Bearman v. University of Notre Dame

Decision Date22 September 1983
Docket NumberNo. 3-882A223,3-882A223
Citation453 N.E.2d 1196
CourtIndiana Appellate Court
Parties13 Ed. Law Rep. 843 James BEARMAN & Christenna Bearman, Appellants-Plaintiffs, v. UNIVERSITY OF NOTRE DAME, Appellee-Defendant.

Gerald M. McNerney, Butler, for appellants-plaintiffs.

John E. Doran, David T. Ready, South Bend, for appellee-defendant .

STATON, Judge.

Christenna Bearman suffered a broken leg when she was knocked down by a drunk as she was returning to her car after a Notre Dame football game. Bearman and her husband sued the University of Notre Dame for damages resulting from that injury. After the close of all evidence, the trial court granted Notre Dame's motion for judgment on the evidence. Bearman appeals, raising one issue:

Whether Notre Dame had a duty to protect Mrs. Bearman from injury caused by the acts of third persons.

Reversed and remanded.

The evidence and inferences most favorable to Bearman shows that on October 27, 1979, Mr. and Mrs. Bearman attended a football game at the University of Notre Dame. The Bearmans left the game shortly before it ended. As they were walking through a parking lot toward their car, they observed two men who appeared to be drunk. The men were fighting, one of them fell down, and then they walked away from each other. One of the men walked past the Bearmans. A few moments later, the man fell into Mrs. Bearman from behind, knocking her to the ground. Mrs. Bearman suffered a broken leg from the fall. There were no ushers or security people in the area when the incident occurred.

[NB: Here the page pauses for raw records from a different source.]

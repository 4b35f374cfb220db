//! Error types shared by graph construction, configuration, and route building.

use thiserror::Error;

/// Result alias used throughout the crate.
pub type Result<T> = std::result::Result<T, RoutingError>;

/// A structural problem with a stop/link set, detected at load time.
#[derive(Debug, Clone, PartialEq, Error)]
pub enum GraphDefect {
    #[error("no depot among the loaded stops")]
    NoDepot,

    #[error("multiple depots: {ids:?}")]
    MultipleDepots { ids: Vec<usize> },

    #[error("stop {id} is defined more than once")]
    DuplicateStop { id: usize },

    #[error("stop {id} has a non-finite coordinate")]
    NonFiniteCoordinate { id: usize },

    #[error("stop {id} has a non-finite delivery fee or tip")]
    NonFiniteAmount { id: usize },

    #[error("travel link {from} <-> {to} has a negative or non-finite cost")]
    InvalidTravelCost { from: usize, to: usize },

    #[error("stop {requested} is not the depot (depot is {depot})")]
    DepotMismatch { requested: usize, depot: usize },
}

/// Errors surfaced by the routing core.
///
/// Every variant is fatal to the call that produced it. Route construction is
/// deterministic, so retrying with the same input fails the same way.
#[derive(Debug, Error)]
pub enum RoutingError {
    #[error("unknown stop id {id}")]
    UnknownStop { id: usize },

    #[error("unsupported objective '{name}' (expected company, driver, fairness, fatigue or priority)")]
    UnsupportedObjective { name: String },

    #[error("malformed graph: {0}")]
    MalformedGraph(#[from] GraphDefect),

    #[error("invalid config field '{field}': {reason}")]
    InvalidConfig { field: &'static str, reason: String },

    #[error("config parse error: {0}")]
    ConfigParse(#[from] serde_json::Error),
}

When the trial court considers a motion for judgment on the evidence, it must consider only the evidence most favorable to the non-moving party. The motion may be granted only if there is no substantial evidence, or reasonable inference to be drawn therefrom, which supports an essential element of the claim. If reasonable persons might differ as to the inferences to be drawn from the evidence, then judgment on the evidence is not proper. Keck v. Kerbs (1979), Ind.App., 395 N.E.2d 845, 846.

Bearman argues that she was a business invitee of the University of Notre Dame; therefore, Notre Dame owed to her a duty to protect her from injury caused by the acts of other persons on the premises. On the other hand, Notre Dame argues that absent notice or knowledge of any particular danger to a patron, the University cannot be held liable for the acts of third persons.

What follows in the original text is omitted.